"Иржи Ганзелка, Мирослав Зикмунд. Там, за рекою, - Аргентина " - читать интересную книгу автора

Второй класс так же не может ехать без первого, как первый без второго.
Первый приедет из Африки в Америку ничуть не быстрее, чем второй. Однако
аргентинские таможенники, как истые джентльмены, отдадут предпочтение
пассажирам первого класса и пустят их на берег - минутой раньше тех, кто не
дал пароходной компании заработать больше. А третьего класса на "Буассевене"
вообще нет.
Первый и второй классы. В них вся классовая иерархия пяти континентов:
надменное, презрительное, равнодушное высокомерие туго набитых кошельков,
несбывшиеся мечты полупустых и апатичная безнадежность совершенно пустых. И
вот все эти противоположности, разбросанные на всех пяти материках света, по
натертой до блеска лестнице и мокрому трапу хлынут в тесноту скорлупки,
которая готовится отправиться в путешествие через океан. Хлынут в нее и
застрянут, окаменеют в железных дверях, над которыми сияет маленькая
бронзовая дощечка: "First class". Первый класс.
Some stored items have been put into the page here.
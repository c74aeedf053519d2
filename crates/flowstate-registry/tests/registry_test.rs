// Copyright (C) 2025 SyncMyOrders Sp. z o.o.
// SPDX-License-Identifier: AGPL-3.0-or-later
//! Registry construction, lookup, and Any-resolution tests.

use flowstate_protocol::descriptor::MESSAGE_NAMES;
use flowstate_protocol::{SlaContext, Variable};
use flowstate_registry::{
    ConflictPolicy, RegistryError, StaticDescriptorProvider, TypeRegistry, pack,
};
use prost::Message;
use prost_reflect::ReflectMessage;
use prost_types::field_descriptor_proto::{Label, Type};
use prost_types::{Any, DescriptorProto, FieldDescriptorProto, FileDescriptorProto};

/// A single-message descriptor file, as an external provider would supply.
fn external_file(file_name: &str, package: &str, message: &str) -> FileDescriptorProto {
    FileDescriptorProto {
        name: Some(file_name.to_string()),
        package: Some(package.to_string()),
        syntax: Some("proto3".to_string()),
        message_type: vec![DescriptorProto {
            name: Some(message.to_string()),
            field: vec![FieldDescriptorProto {
                name: Some("id".to_string()),
                number: Some(1),
                label: Some(Label::Optional as i32),
                r#type: Some(Type::String as i32),
                ..Default::default()
            }],
            ..Default::default()
        }],
        ..Default::default()
    }
}

// ========== Completeness ==========

#[test]
fn test_all_schema_types_resolvable() {
    let registry = TypeRegistry::new().unwrap();
    for name in MESSAGE_NAMES {
        let descriptor = registry
            .get(name)
            .unwrap_or_else(|| panic!("missing descriptor for {name}"));
        assert_eq!(descriptor.full_name(), name);
    }
}

#[test]
fn test_well_known_types_present() {
    let registry = TypeRegistry::new().unwrap();
    for name in [
        "google.protobuf.Any",
        "google.protobuf.Timestamp",
        "google.protobuf.Empty",
        "google.protobuf.StringValue",
        "google.protobuf.BoolValue",
    ] {
        assert!(registry.contains(name), "missing {name}");
    }
}

#[test]
fn test_unregistered_name_is_a_clean_miss() {
    let registry = TypeRegistry::new().unwrap();
    assert!(registry.get("com.example.NoSuchType").is_none());
    assert!(!registry.contains(""));
}

#[test]
fn test_empty_provider_build_succeeds() {
    // No external providers: built-ins only
    let registry = TypeRegistry::builder().build().unwrap();
    let names = registry.message_names();
    assert!(names.iter().any(|n| n == "flowstate.process.Variable"));
    assert!(names.iter().any(|n| n == "google.protobuf.Timestamp"));
}

// ========== External providers ==========

#[test]
fn test_external_provider_types_registered() {
    let provider = StaticDescriptorProvider::new(
        "work-items",
        vec![external_file(
            "flowstate/process/work_items.proto",
            "flowstate.workitems",
            "WorkItem",
        )],
    );
    let registry = TypeRegistry::builder().with_provider(provider).build().unwrap();

    assert!(registry.contains("flowstate.workitems.WorkItem"));
    // Built-ins still there
    assert!(registry.contains("flowstate.process.WorkflowContext"));
}

#[test]
fn test_conflicting_provider_first_wins() {
    // Redefines a built-in type name with a different shape
    let provider = StaticDescriptorProvider::new(
        "rogue",
        vec![external_file(
            "rogue/variable.proto",
            "flowstate.process",
            "Variable",
        )],
    );
    let registry = TypeRegistry::builder().with_provider(provider).build().unwrap();

    // The built-in Variable (three fields) won
    let descriptor = registry.get("flowstate.process.Variable").unwrap();
    assert_eq!(descriptor.fields().count(), 3);
}

#[test]
fn test_conflicting_provider_rejected() {
    let provider = StaticDescriptorProvider::new(
        "rogue",
        vec![external_file(
            "rogue/variable.proto",
            "flowstate.process",
            "Variable",
        )],
    );
    let result = TypeRegistry::builder()
        .with_provider(provider)
        .conflict_policy(ConflictPolicy::Reject)
        .build();

    match result {
        Err(RegistryError::DuplicateType {
            full_name,
            provider,
        }) => {
            assert_eq!(full_name, "flowstate.process.Variable");
            assert_eq!(provider, "rogue");
        }
        other => panic!("expected DuplicateType, got {:?}", other.err()),
    }
}

#[test]
fn test_providers_merge_in_order() {
    let first = StaticDescriptorProvider::new(
        "first",
        vec![external_file("ext/a.proto", "ext", "Shared")],
    );
    let second = StaticDescriptorProvider::new(
        "second",
        vec![
            external_file("ext/b.proto", "ext", "Shared"),
            external_file("ext/c.proto", "ext", "Unshared"),
        ],
    );
    let registry = TypeRegistry::builder()
        .with_provider(first)
        .with_provider(second)
        .build()
        .unwrap();

    // Conflicting file skipped, non-conflicting file from the same provider kept
    assert!(registry.contains("ext.Shared"));
    assert!(registry.contains("ext.Unshared"));
}

// ========== Any resolution ==========

#[test]
fn test_resolve_any_round_trip() {
    let registry = TypeRegistry::new().unwrap();
    let sla = SlaContext {
        sla_timer_id: Some("t-1".to_string()),
        sla_due_date: Some(1_700_000_000_000),
        sla_compliance: None,
    };
    let any = pack(&sla).unwrap();

    let dynamic = registry.resolve_any(&any).unwrap();
    assert_eq!(dynamic.descriptor().full_name(), "flowstate.process.SLAContext");

    let typed: SlaContext = registry.unpack(&any).unwrap();
    assert_eq!(typed, sla);
}

#[test]
fn test_resolve_any_unknown_type() {
    let registry = TypeRegistry::new().unwrap();
    let any = Any {
        type_url: "type.googleapis.com/com.example.Mystery".to_string(),
        value: vec![],
    };
    match registry.resolve_any(&any) {
        Err(RegistryError::NotFound { type_url }) => {
            assert!(type_url.contains("com.example.Mystery"));
        }
        other => panic!("expected NotFound, got {:?}", other.err()),
    }
}

#[test]
fn test_resolve_any_malformed_payload() {
    let registry = TypeRegistry::new().unwrap();
    let any = Any {
        type_url: "type.googleapis.com/flowstate.process.Variable".to_string(),
        value: vec![0xFF; 8],
    };
    assert!(matches!(
        registry.resolve_any(&any),
        Err(RegistryError::Malformed(_))
    ));
}

#[test]
fn test_resolve_well_known_payload() {
    let registry = TypeRegistry::new().unwrap();
    let ts = prost_types::Timestamp {
        seconds: 1_700_000_000,
        nanos: 500,
    };
    let any = pack(&ts).unwrap();
    let dynamic = registry.resolve_any(&any).unwrap();
    assert_eq!(dynamic.descriptor().full_name(), "google.protobuf.Timestamp");
}

// ========== Unknown-field preservation ==========

/// True if `haystack` contains `needle` as a contiguous subsequence.
fn contains_bytes(haystack: &[u8], needle: &[u8]) -> bool {
    haystack.windows(needle.len()).any(|w| w == needle)
}

#[test]
fn test_unknown_fields_survive_reencode() {
    let registry = TypeRegistry::new().unwrap();

    let var = Variable {
        name: "x".to_string(),
        data_type: "java.lang.Long".to_string(),
        value: None,
    };
    let mut bytes = var.encode_to_vec();
    // Append a field this schema revision does not know:
    // field 99, wire type 0 (varint), value 42
    let unknown = [0x98, 0x06, 0x2A];
    bytes.extend_from_slice(&unknown);

    let any = Any {
        type_url: "type.googleapis.com/flowstate.process.Variable".to_string(),
        value: bytes,
    };
    let dynamic = registry.resolve_any(&any).unwrap();
    let reencoded = registry.reencode(&dynamic);

    assert!(
        contains_bytes(&reencoded, &unknown),
        "unknown field bytes were dropped on re-encode"
    );
    // Known fields still intact
    let back: Variable = flowstate_protocol::decode(&reencoded).unwrap();
    assert_eq!(back.name, "x");
    assert_eq!(back.data_type, "java.lang.Long");
}

#[test]
fn test_unknown_length_delimited_field_survives() {
    let registry = TypeRegistry::new().unwrap();

    // field 200, wire type 2 (length-delimited), 4 payload bytes
    // tag = (200 << 3) | 2 = 1602 -> varint [0xC2, 0x0C]
    let unknown = [0xC2, 0x0C, 0x04, 0xDE, 0xAD, 0xBE, 0xEF];
    let any = Any {
        type_url: "type.googleapis.com/flowstate.process.SwimlaneContext".to_string(),
        value: unknown.to_vec(),
    };

    let dynamic = registry.resolve_any(&any).unwrap();
    let reencoded = registry.reencode(&dynamic);
    assert!(contains_bytes(&reencoded, &unknown));
}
Это совершенно обычная железная дверь. Но она двулика. С одной
стороны - убогая белизна краски, под которой холодит и предостерегает
тяжелый металл. С другой - лаковый глянец дорогого дерева, инкрустированная
рама окошка, до блеска начищенный медный засов. Табличка над дверью и
засов - это если вы смотрите из второго класса. С обратной же стороны ничего
подобного, потому что второй класс не должен опасаться любопытства первого.
Барьер настолько надежен, что маляры сочли излишним делать надпись: "Вход
строго воспрещен".
Барьер, разделяющий два мира, втиснутых в жалкую скорлупку среди
Атлантического океана. В одном из этих миров есть зеркально натертый паркет,
толстые ковры, картины голландских мастеров, хрустальные люстры,
комфортабельные спальни с вентиляторами и ваннами, курительные салоны,
салоны для игры в бридж, салоны-читальни, чайные салоны, танцевальные
салоны, дневной рацион из восемнадцати блюд, выложенный кафелем бассейн с
пресной водой и рояль.
В другом - тесные каюты, переборки из стальных листов, железные
двухъярусные койки, общий умывальник, общий душ и общий вид на море сквозь
толстые стекла иллюминаторов. Пол без ковров и коридоры с кухонной вонью,
уборные и затхлые каюты, из которых женщины не выходят за все время пути,
потому что им вывернуло желудки. Во втором классе рояля нет.
Когда находишься на палубе парохода, стоящего в порту, которым
заканчивается путешествие через двадцать стран, тебя охватывает меланхолия.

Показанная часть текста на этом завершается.